Брейгель обвиняет

Егор ХОЛМОГОРОВ, публицист

26.10.2016

Они вошли в деревню на рассвете. Группа закованных в латы конников с пиками, ведомая человеком в черном. У него серая борода и глаза инквизитора, не оставляющие сомнений — ​пощады не будет никому. Одних детей убили сразу. Вот рядом с маленьким телом сидит мать — ​судя по растерянным широким движениям, она сошла с ума. Вот другая женщина оползает в горе по стенке, ее как могут поддерживают соседи. Заливисто лают собаки — ​некая несчастная пытается убежать со своим младенцем. Она уже почти вырвалась за пределы холста, но нет, и ей не уйти — ​сзади догоняет всадник, а наперерез устремился пеший кнехт с псами. Селянин посмелее хочет броситься с кулаками на карателя, да удерживают соплеменники: тщетно, мол, только сам жизнь отдашь. В центре картины — ​сцена, поражающая кошмарным будничным спокойствием. Солдат взял малыша за руку, как мешок с картошкой, и собирается нести на убой. Родители спокойно, без всякой аффектации, безнадежно пытаются переубедить кромешника. Ребенок постарше в ужасе вцепился в отца и тянет прочь в опасении, что и его заберут…
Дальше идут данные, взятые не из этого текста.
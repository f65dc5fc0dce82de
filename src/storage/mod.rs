//! Storage layer for uploaded images.
//!
//! All durable state lives in a single directory on the local filesystem.
//! There is no index or metadata file: the directory listing is the data model.
//!
//! # Architecture
//!
//! ```text
//! ┌─────────────────────────────────────────┐
//! │              HTTP Handlers              │
//! └────────────────────┬────────────────────┘
//!                      │  PendingUpload
//!                      ▼
//! ┌─────────────────────────────────────────┐
//! │               validation                │
//! │   (extension + MIME allow-list, size)   │
//! └────────────────────┬────────────────────┘
//!                      │
//!                      ▼
//! ┌─────────────────────────────────────────┐
//! │               ImageStore                │
//! │  ┌──────────────┐  ┌─────────────────┐  │
//! │  │    naming    │  │  tokio::fs      │  │
//! │  │ (millis-rand │  │  (create/list/  │  │
//! │  │  .ext)       │  │   delete)       │  │
//! │  └──────────────┘  └─────────────────┘  │
//! └─────────────────────────────────────────┘
//! ```
//!
//! # Components
//!
//! - [`ImageStore`]: The storage directory and its create/list/delete operations
//! - [`generate_filename`]: Collision-resistant name generation without lookups
//! - [`validate_upload`]: Allow-list check on declared name and MIME type
//! - [`PendingUpload`]: A received file that has not been written yet
//! - [`StoredImage`]: A file present in the storage directory

mod naming;
mod store;
mod validation;

pub use naming::{extension_of, generate_filename, MAX_RANDOM_SUFFIX};
pub use store::{ImageStore, PendingUpload, StoredImage};
pub use validation::{
    check_size, is_allowed_extension, is_allowed_mime, validate_upload, ALLOWED_TYPES,
    DEFAULT_MAX_FILES, DEFAULT_MAX_FILE_SIZE,
};
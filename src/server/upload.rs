//! Multipart collection for the upload endpoints.
//!
//! Files are read field by field. Each file is checked against the allow-list
//! as soon as its headers arrive and its size is enforced chunk by chunk, so an
//! oversized or disallowed file is rejected before anything touches the
//! storage directory.

use axum::extract::multipart::{Field, MultipartError};
use axum::extract::Multipart;
use axum::http::StatusCode;
use bytes::BytesMut;
use tracing::debug;

use crate::error::UploadError;
use crate::storage::{check_size, validate_upload, PendingUpload};

/// Limits applied while collecting files from one request.
#[derive(Debug, Clone, Copy)]
pub struct CollectLimits {
    /// Maximum number of files accepted under the field
    pub max_files: usize,

    /// Maximum size of a single file in bytes
    pub max_file_size: u64,
}

/// Read every file sent under `field_name`, in submission order.
///
/// Text fields are ignored. File fields with an empty filename (an empty
/// `<input type="file">`) are skipped. A file under any other field name,
/// more than `limits.max_files` files, a disallowed type or an oversized file
/// all fail the whole request.
pub async fn collect_files(
    mut multipart: Multipart,
    field_name: &str,
    limits: CollectLimits,
) -> Result<Vec<PendingUpload>, UploadError> {
    let mut files = Vec::new();

    while let Some(field) = multipart
        .next_field()
        .await
        .map_err(|e| multipart_error(e, limits.max_file_size))?
    {
        let Some(original_name) = field.file_name().map(str::to_string) else {
            continue;
        };

        if original_name.is_empty() {
            continue;
        }

        let name = field.name().unwrap_or_default().to_string();
        if name != field_name {
            return Err(UploadError::UnexpectedField(name));
        }

        if files.len() >= limits.max_files {
            return Err(UploadError::TooManyFiles {
                max: limits.max_files,
            });
        }

        let content_type = field.content_type().unwrap_or_default().to_string();
        validate_upload(&original_name, &content_type)?;

        let data = read_limited(field, limits.max_file_size).await?;

        debug!(
            field = %name,
            original_name = %original_name,
            content_type = %content_type,
            size = data.len(),
            "Received file"
        );

        files.push(PendingUpload {
            original_name,
            content_type,
            data: data.freeze(),
        });
    }

    Ok(files)
}

/// Read a field's body, failing once it grows past `limit` bytes.
async fn read_limited(mut field: Field<'_>, limit: u64) -> Result<BytesMut, UploadError> {
    let mut data = BytesMut::new();

    while let Some(chunk) = field
        .chunk()
        .await
        .map_err(|e| multipart_error(e, limit))?
    {
        check_size((data.len() + chunk.len()) as u64, limit)?;
        data.extend_from_slice(&chunk);
    }

    Ok(data)
}

/// Body-limit rejections from the transport become `SizeLimitExceeded`;
/// anything else is a malformed request.
fn multipart_error(err: MultipartError, limit: u64) -> UploadError {
    if err.status() == StatusCode::PAYLOAD_TOO_LARGE {
        UploadError::SizeLimitExceeded { limit }
    } else {
        UploadError::Multipart(err.body_text())
    }
}
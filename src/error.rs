use thiserror::Error;

/// Errors raised by the storage directory.
#[derive(Debug, Clone, Error)]
pub enum StoreError {
    /// No file with this name exists in the storage directory
    #[error("File does not exist: {0}")]
    NotFound(String),

    /// Name is not a bare file name (contains separators, `..`, NUL, or is empty)
    #[error("Invalid file name: {0:?}")]
    InvalidName(String),

    /// A file with the generated name is already present
    #[error("File already exists: {0}")]
    AlreadyExists(String),

    /// Any other filesystem failure
    #[error("I/O error: {0}")]
    Io(String),
}

impl StoreError {
    /// Map a `std::io::Error` for `filename`, keeping not-found distinct.
    pub fn from_io(err: std::io::Error, filename: &str) -> Self {
        match err.kind() {
            std::io::ErrorKind::NotFound => StoreError::NotFound(filename.to_string()),
            std::io::ErrorKind::AlreadyExists => StoreError::AlreadyExists(filename.to_string()),
            _ => StoreError::Io(format!("{}: {}", filename, err)),
        }
    }
}

/// Errors that can occur while accepting an upload.
#[derive(Debug, Clone, Error)]
pub enum UploadError {
    /// The request carried no file under the expected field
    #[error("Please select an image file to upload")]
    MissingFile,

    /// Extension or declared MIME type is outside the allow-list
    #[error("Only image files may be uploaded")]
    InvalidType {
        filename: String,
        content_type: String,
    },

    /// A single file exceeded the per-file size ceiling
    #[error("File size exceeds the limit (max {})", format_limit(.limit))]
    SizeLimitExceeded { limit: u64 },

    /// More files than the endpoint accepts
    #[error("Too many files: at most {max} per request")]
    TooManyFiles { max: usize },

    /// A file was sent under a field name the endpoint does not read
    #[error("Unexpected field: {0}")]
    UnexpectedField(String),

    /// The multipart body could not be parsed
    #[error("Malformed multipart request: {0}")]
    Multipart(String),

    /// Writing to the storage directory failed
    #[error("Storage error: {0}")]
    Store(#[from] StoreError),
}

/// Render a byte limit the way users expect to read it ("10 MB", "512 KB").
fn format_limit(limit: &u64) -> String {
    const KB: u64 = 1024;
    const MB: u64 = 1024 * 1024;

    if *limit >= MB && limit % MB == 0 {
        format!("{} MB", limit / MB)
    } else if *limit >= KB && limit % KB == 0 {
        format!("{} KB", limit / KB)
    } else {
        format!("{} bytes", limit)
    }
}
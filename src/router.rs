//! Routing of pushed metric samples to the active cache.

use parking_lot::Mutex;
use std::sync::{Arc, Weak};
use tracing::{info, trace};

use crate::cache::CacheInner;
use crate::error::{Error, Result};
use crate::registry::MetricPoint;

/// Routes pushed metric samples to the single active [`SensorCache`].
///
/// The router holds at most one registered cache at a time. It is handed to
/// the telemetry side, which feeds every sample through [`route`]; samples
/// arriving while no cache is registered are dropped silently, which is the
/// normal state during startup and teardown.
///
/// [`SensorCache`]: crate::SensorCache
/// [`route`]: UpdateRouter::route
pub struct UpdateRouter {
    active: Mutex<Weak<CacheInner>>,
}

impl UpdateRouter {
    pub fn new() -> Self {
        Self {
            active: Mutex::new(Weak::new()),
        }
    }

    /// Register `cache` as the active sample consumer.
    ///
    /// Re-registering the instance that is already active is a no-op.
    ///
    /// # Errors
    ///
    /// [`Error::AlreadyRegistered`] if a different cache instance is still
    /// alive and registered.
    pub(crate) fn register(&self, cache: &Arc<CacheInner>) -> Result<()> {
        let mut active = self.active.lock();
        if let Some(existing) = active.upgrade() {
            if !Arc::ptr_eq(&existing, cache) {
                return Err(Error::AlreadyRegistered);
            }
            return Ok(());
        }
        *active = Arc::downgrade(cache);
        info!("sensor cache registered");
        Ok(())
    }

    /// Clear the active cache unconditionally.
    pub(crate) fn unregister(&self) {
        *self.active.lock() = Weak::new();
        info!("sensor cache unregistered");
    }

    /// Forward one pushed sample to the active cache, if any.
    pub fn route(&self, point: &MetricPoint) {
        let cache = self.active.lock().upgrade();
        match cache {
            Some(cache) => cache.handle_update(point),
            None => trace!(metric = %point.name, "no active cache, sample dropped"),
        }
    }

    /// Whether a live cache is currently registered.
    pub fn has_active(&self) -> bool {
        self.active.lock().upgrade().is_some()
    }
}

impl Default for UpdateRouter {
    fn default() -> Self {
        Self::new()
    }
}
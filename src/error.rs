//! Error types for the sensor-info-cache crate.

use thiserror::Error;

/// The main error type for this crate.
#[derive(Error, Debug)]
pub enum Error {
    /// A different cache instance is already registered with the router.
    ///
    /// At most one cache may receive routed samples at a time. Callers that
    /// consider this unrecoverable can treat the error as fatal; hosts that
    /// construct caches speculatively (tests, hot-swap UIs) can back off and
    /// retry once the previous instance is dropped.
    #[error("a sensor cache is already registered")]
    AlreadyRegistered,
}

/// A specialized Result type for this crate.
pub type Result<T> = std::result::Result<T, Error>;
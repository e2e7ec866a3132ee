//! The display-facing sensor cache.
//!
//! Bridges the metrics registry to the display subsystem: subscribes the
//! display handler to exactly the cataloged metrics, caches their latest
//! values, and serves snapshot reads from the UI's synchronous refresh path.

use parking_lot::Mutex;
use std::sync::atomic::{AtomicBool, Ordering};
use std::sync::Arc;
use tracing::{debug, trace};

use crate::catalog::{self, Sensor, CATALOG};
use crate::error::Result;
use crate::registry::{MetricPoint, MetricsRegistry, Sample, DISPLAY_HANDLER};
use crate::router::UpdateRouter;
use crate::store::{Reading, SensorValue, ValueStore};

/// Shared cache state, reachable from both the owning [`SensorCache`] and
/// the router's weak reference.
pub(crate) struct CacheInner {
    registry: Arc<dyn MetricsRegistry>,
    store: Mutex<ValueStore>,
    all_enabled: AtomicBool,
}

impl CacheInner {
    pub(crate) fn new(registry: Arc<dyn MetricsRegistry>) -> Self {
        Self {
            registry,
            store: Mutex::new(ValueStore::new()),
            all_enabled: AtomicBool::new(false),
        }
    }

    /// Subscribe the display handler to every cataloged metric the registry
    /// currently knows. Returns true once every catalog entry is covered.
    ///
    /// Idempotent and re-entrant: once full coverage has been reached this
    /// is a single atomic load. A scan that ends short of full coverage
    /// returns false but keeps whatever subset it matched subscribed; the
    /// next call picks up from the registry's then-current state.
    fn enable(&self) -> bool {
        if self.all_enabled.load(Ordering::SeqCst) {
            return true;
        }

        let handler = match self.registry.handler(DISPLAY_HANDLER) {
            Some(handler) => handler,
            None => {
                trace!("display handler not registered yet");
                return false;
            }
        };

        let mut count = 0usize;
        for metric in self.registry.metrics() {
            if let Some(sensor) = catalog::lookup(&metric.name) {
                self.registry.subscribe(handler, &metric.name);
                self.store.lock().mark_enabled(sensor);
                count += 1;
                if count == CATALOG.len() {
                    self.all_enabled.store(true, Ordering::SeqCst);
                    debug!("all tracked metrics subscribed");
                    return true;
                }
            }
        }

        debug!(
            subscribed = count,
            tracked = CATALOG.len(),
            "partial metric subscription"
        );
        false
    }

    /// Unsubscribe the display handler from every cataloged metric and
    /// invalidate the corresponding slots.
    fn disable(&self) {
        let handler = match self.registry.handler(DISPLAY_HANDLER) {
            Some(handler) => handler,
            // Without the handler there is nothing to clear.
            None => return,
        };

        for metric in self.registry.metrics() {
            if let Some(sensor) = catalog::lookup(&metric.name) {
                self.registry.unsubscribe(handler, &metric.name);
                self.store.lock().disable(sensor);
            }
        }

        self.all_enabled.store(false, Ordering::SeqCst);
        debug!("tracked metrics unsubscribed");
    }

    /// Dispatch adapter: filter one pushed sample and cache it.
    ///
    /// Only numeric samples for cataloged metrics are stored; everything
    /// else is dropped silently, which is the steady state for the vast
    /// majority of registry traffic.
    pub(crate) fn handle_update(&self, point: &MetricPoint) {
        let reading = match &point.sample {
            Sample::Float(v) => Reading::Float(*v),
            Sample::Integer(v) => Reading::Integer(*v),
            Sample::Event | Sample::Text(_) => return,
        };

        match catalog::lookup(&point.name) {
            Some(sensor) => self.store.lock().record(sensor, reading),
            None => trace!(metric = %point.name, "sample for untracked metric dropped"),
        }
    }

    fn value(&self, sensor: Sensor) -> SensorValue {
        // Best-effort re-subscription on every read: a no-op once fully
        // subscribed, otherwise the handler may have shown up since the
        // last attempt.
        self.enable();
        self.store.lock().get(sensor)
    }

    fn values(&self) -> [SensorValue; Sensor::COUNT] {
        self.enable();
        self.store.lock().snapshot()
    }
}
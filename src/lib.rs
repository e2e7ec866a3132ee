//! # sensor-info-cache
//!
//! A thread-safe cache of the latest sensor readings, bridging a process-wide
//! telemetry/metrics registry to a display subsystem.
//!
//! The cache subscribes a single display handler to a fixed catalog of
//! metrics, stores each metric's most recent sample, and serves snapshot
//! reads from the display's synchronous refresh path. Everything else the
//! registry produces passes by untouched.
//!
//! ## Features
//!
//! - **Fixed catalog**: a compile-time sorted table decides which metrics
//!   are tracked; the tracked set is a build-variant decision, not a runtime
//!   one
//! - **Typed readings**: float and integer samples stay tagged end to end
//! - **Single consumer**: at most one cache is registered with the update
//!   router at a time, enforced at construction
//! - **Self-healing subscriptions**: every read retries metric subscription
//!   until the registry exposes the display handler and all tracked metrics
//! - **Scoped lifetime**: constructing the cache registers and subscribes
//!   it, dropping it unregisters and unsubscribes
//!
//! ## Quick Start
//!
//! ```rust
//! use std::sync::Arc;
//! use sensor_info_cache::{
//!     InMemoryRegistry, MetricKind, Sample, Sensor, SensorCache, UpdateRouter, DISPLAY_HANDLER,
//! };
//!
//! # fn main() -> sensor_info_cache::Result<()> {
//! let registry = Arc::new(InMemoryRegistry::new());
//! registry.register_handler(DISPLAY_HANDLER);
//! registry.register_metric("nozzleTemp", MetricKind::Float);
//!
//! let router = Arc::new(UpdateRouter::new());
//! let cache = SensorCache::new(registry.clone(), router.clone())?;
//!
//! // Telemetry side: deliver a sample to every subscribed handler.
//! registry.publish("nozzleTemp", Sample::Float(215.5), |_, point| router.route(point));
//!
//! // Display side: synchronous snapshot read.
//! let nozzle = cache.value(Sensor::NozzleTemp);
//! assert_eq!(nozzle.reading.map(|r| r.as_f64()), Some(215.5));
//! # Ok(())
//! # }
//! ```
//!
//! ## Feature Flags
//!
//! - `serde`: enable serialization/deserialization for the value types
//! - `remote-bed`: build variant for boards whose heated bed is driven by a
//!   separate controller; bed telemetry is then not tracked

// Public modules
pub mod cache;
pub mod catalog;
pub mod error;
pub mod registry;
pub mod router;
pub mod store;

// Re-exports for convenience
pub use cache::SensorCache;
pub use catalog::{CatalogEntry, Sensor, CATALOG, FIRST_TRACKED};
pub use error::{Error, Result};
pub use registry::{
    HandlerId, InMemoryRegistry, MetricInfo, MetricKind, MetricPoint, MetricsRegistry, Sample,
    DISPLAY_HANDLER,
};
pub use router::UpdateRouter;
pub use store::{Reading, SensorValue};
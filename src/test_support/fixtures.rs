//! Test fixtures: profiles, toolchains and minimal ELF headers.

use std::path::PathBuf;

use goblin::elf::header::{EM_AARCH64, EM_ARM, EM_X86_64};

use crate::builder::toolchain::ToolchainSpec;
use crate::core::profile::{Architecture, FloatAbi, ProfileRegistry, TargetProfile};

/// The built-in `pi-zero` profile (ARMv6, soft-float, parallelism 2).
pub fn pi_zero() -> TargetProfile {
    builtin("pi-zero")
}

/// The built-in `arm64` profile (AArch64, parallelism 4).
pub fn arm64() -> TargetProfile {
    builtin("arm64")
}

pub fn builtin(id: &str) -> TargetProfile {
    ProfileRegistry::builtin()
        .unwrap()
        .get(id)
        .unwrap_or_else(|| panic!("no built-in profile `{}`", id))
        .clone()
}

/// A toolchain spec that needs nothing installed; `echo` stands in for strip.
pub fn fake_toolchain(profile: &TargetProfile) -> ToolchainSpec {
    ToolchainSpec {
        target: profile.id.clone(),
        cc: PathBuf::from(&profile.compiler.c),
        cxx: PathBuf::from(&profile.compiler.cxx),
        strip: PathBuf::from("echo"),
        architecture: profile.architecture,
        float_abi: profile.float_abi,
        compile_flags: profile.compile_flags.clone(),
        link_flags: profile.link_flags.clone(),
    }
}

/// A little-endian ELF executable header with no program or section headers.
///
/// 52 bytes for 32-bit targets, 64 bytes for 64-bit ones.
pub fn fake_elf_header(arch: Architecture, float_abi: Option<FloatAbi>) -> Vec<u8> {
    let is_64 = arch.is_64_bit();
    let machine = match arch {
        Architecture::Armv6 | Architecture::Armv7 => EM_ARM,
        Architecture::Aarch64 => EM_AARCH64,
        Architecture::X86_64 => EM_X86_64,
    };
    let flags: u32 = if arch.is_arm32() {
        // EABI version 5
        let eabi = 0x0500_0000;
        match float_abi {
            Some(FloatAbi::Soft) => eabi | 0x200,
            Some(FloatAbi::Hard) => eabi | 0x400,
            None => eabi,
        }
    } else {
        0
    };

    let mut h = vec![0x7f, b'E', b'L', b'F', if is_64 { 2 } else { 1 }, 1, 1, 0];
    h.resize(16, 0);
    h.extend_from_slice(&2u16.to_le_bytes()); // ET_EXEC
    h.extend_from_slice(&machine.to_le_bytes());
    h.extend_from_slice(&1u32.to_le_bytes());
    if is_64 {
        h.extend_from_slice(&0x40_0000u64.to_le_bytes()); // entry
        h.extend_from_slice(&0u64.to_le_bytes()); // phoff
        h.extend_from_slice(&0u64.to_le_bytes()); // shoff
    } else {
        h.extend_from_slice(&0x1_0000u32.to_le_bytes());
        h.extend_from_slice(&0u32.to_le_bytes());
        h.extend_from_slice(&0u32.to_le_bytes());
    }
    h.extend_from_slice(&flags.to_le_bytes());
    let ehsize: u16 = if is_64 { 64 } else { 52 };
    h.extend_from_slice(&ehsize.to_le_bytes());
    // phentsize, phnum, shentsize, shnum, shstrndx
    for _ in 0..5 {
        h.extend_from_slice(&0u16.to_le_bytes());
    }
    debug_assert_eq!(h.len(), ehsize as usize);
    h
}
//! Cooperative cancellation shared by every pipeline in a run.

use std::sync::atomic::{AtomicBool, Ordering};
use std::sync::Arc;

/// A cloneable cancellation flag.
///
/// Pipelines check it between steps; [`ProcessBuilder`](super::process::ProcessBuilder)
/// polls it while waiting on a child and kills the child once it is set.
#[derive(Debug, Clone, Default)]
pub struct CancelToken {
    cancelled: Arc<AtomicBool>,
}

impl CancelToken {
    pub fn new() -> Self {
        Self::default()
    }

    /// Request cancellation. Idempotent.
    pub fn cancel(&self) {
        self.cancelled.store(true, Ordering::SeqCst);
    }

    pub fn is_cancelled(&self) -> bool {
        self.cancelled.load(Ordering::SeqCst)
    }
}
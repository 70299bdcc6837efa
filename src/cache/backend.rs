//! Filesystem cache storage.

use std::fs;
use std::path::{Path, PathBuf};

use anyhow::{Context, Result};

use super::{CacheBackend, CacheKey, EntryPart};
use crate::core::profile::TargetId;
use crate::util::fs::{dir_size, remove_dir_all_if_exists, write_atomic};

/// One stored entry, as reported by [`FsCacheBackend::list`].
#[derive(Debug, Clone, PartialEq, Eq)]
pub struct StoredEntry {
    pub target: String,
    pub fingerprint: String,
    pub size_bytes: u64,
}

/// Stores entries at `<root>/<target-id>/<fingerprint>/<part>`.
#[derive(Debug, Clone)]
pub struct FsCacheBackend {
    root: PathBuf,
}

impl FsCacheBackend {
    pub fn new(root: impl Into<PathBuf>) -> Self {
        FsCacheBackend { root: root.into() }
    }

    pub fn root(&self) -> &Path {
        &self.root
    }

    fn entry_dir(&self, key: &CacheKey) -> PathBuf {
        self.root.join(key.target.as_str()).join(&key.fingerprint)
    }

    /// Every stored entry, sorted by target then fingerprint.
    pub fn list(&self) -> Result<Vec<StoredEntry>> {
        let mut entries = Vec::new();
        for target_dir in sorted_subdirs(&self.root)? {
            let Some(target) = dir_name(&target_dir) else {
                continue;
            };
            // Skip `locks/` and anything else that is not a target namespace.
            if TargetId::new(target.clone()).is_err() {
                continue;
            }
            for entry_dir in sorted_subdirs(&target_dir)? {
                let Some(fingerprint) = dir_name(&entry_dir) else {
                    continue;
                };
                entries.push(StoredEntry {
                    target: target.clone(),
                    fingerprint,
                    size_bytes: dir_size(&entry_dir),
                });
            }
        }
        Ok(entries)
    }

    /// Remove every entry for `target`, or for every target when `None`.
    /// Lock files are never removed. Returns the number of bytes freed.
    pub fn clean(&self, target: Option<&TargetId>) -> Result<u64> {
        let namespaces = match target {
            Some(target) => vec![self.root.join(target.as_str())],
            None => sorted_subdirs(&self.root)?
                .into_iter()
                .filter(|dir| dir_name(dir).is_some_and(|name| TargetId::new(name).is_ok()))
                .collect(),
        };

        let mut freed = 0;
        for path in namespaces {
            freed += dir_size(&path);
            remove_dir_all_if_exists(&path)?;
        }
        Ok(freed)
    }
}

impl CacheBackend for FsCacheBackend {
    fn get(&self, key: &CacheKey, part: EntryPart) -> Result<Option<Vec<u8>>> {
        let path = self.entry_dir(key).join(part.file_name());
        if !path.exists() {
            return Ok(None);
        }
        let bytes =
            fs::read(&path).with_context(|| format!("failed to read {}", path.display()))?;
        Ok(Some(bytes))
    }

    fn put(&self, key: &CacheKey, part: EntryPart, bytes: &[u8]) -> Result<()> {
        let path = self.entry_dir(key).join(part.file_name());
        write_atomic(&path, bytes)
    }
}

fn sorted_subdirs(dir: &Path) -> Result<Vec<PathBuf>> {
    if !dir.exists() {
        return Ok(Vec::new());
    }
    let mut out = Vec::new();
    for entry in
        fs::read_dir(dir).with_context(|| format!("failed to read {}", dir.display()))?
    {
        let entry = entry?;
        if entry.file_type()?.is_dir() {
            out.push(entry.path());
        }
    }
    out.sort();
    Ok(out)
}

fn dir_name(path: &Path) -> Option<String> {
    path.file_name()
        .and_then(|n| n.to_str())
        .map(|s| s.to_string())
}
«Избиение младенцев» Питера Брейгеля Старшего — ​одна из самых пронзительных и душераздирающих картин в истории мировой живописи. Для изображения массовой резни детей по приказу царя Ирода (намеревавшегося покончить так с новорожденным Иисусом) мастер взял образцом налеты испанцев на нидерландские деревни, регулярно случавшиеся в 1560-е. Квинтэссенция боли и ужаса, переданных через обыденное, удивительно точно рифмуется со словами Достоевского о слезинке невинного ребенка. Брейгель говорит о нетерпимости, но рукотворности страдания — ​всегда известны те, кто в нем повинен, и всегда должен быть способ их остановить.

Прилетая в Вену, я обычно захожу в Музей истории искусств, чтобы несколько минут постоять перед этим полотном… Так намеревался сделать и на сей раз, но картины не было. Наверное, увезли на какую-то выставку — ​и «Охотники на снегу», и «Вавилонская башня» на месте. Зато в книжной лавке обнаружился каталог, призванный «актуализовать» произведения искусства. Нашлась там и статья об «Избиении», где ничтоже сумняшеся сообщалось, что «ровно такое же творилось в деревнях Украины при Сталине в 1931–1932 годах во время голодомора, в боснийских деревнях 90-х в период сербского террора и происходит сегодня в Сирии». В последнем случае подразумевается, что бесчинствуют правительственные войска. Исламисты? Нет, не слышали. Нет никаких исламистов, есть лишь тиран Асад. На размещенном неподалеку стенде составители громко возмущаются варварскими разрушениями Пальмиры, не уточняя, кто именно те варвары; об ИГИЛ — ​ни слова. Ничего не сказано и о героях, которые спасли «невесту пустыни», — ​о России тоже молчок. И как бы на короткой памяти обывателя через пару лет не отложилось, что Пальмиру разрушили… русские.

Детское страдание, так тревожившее Достоевского, ныне поступило в полное распоряжение мировой гуманитарной общественности и правозащитных организаций. Именно они решают: какие дети страдают, а какие нет, чья слезинка перевесит весь мир, а чья нет. Заведен список легитимных «потерпевших» со справкой. По большей части это друзья и союзники США: сторонники «Нусры» в Алеппо, боснийские мусульмане и косовские албанцы, украинские «жертвы голодомора».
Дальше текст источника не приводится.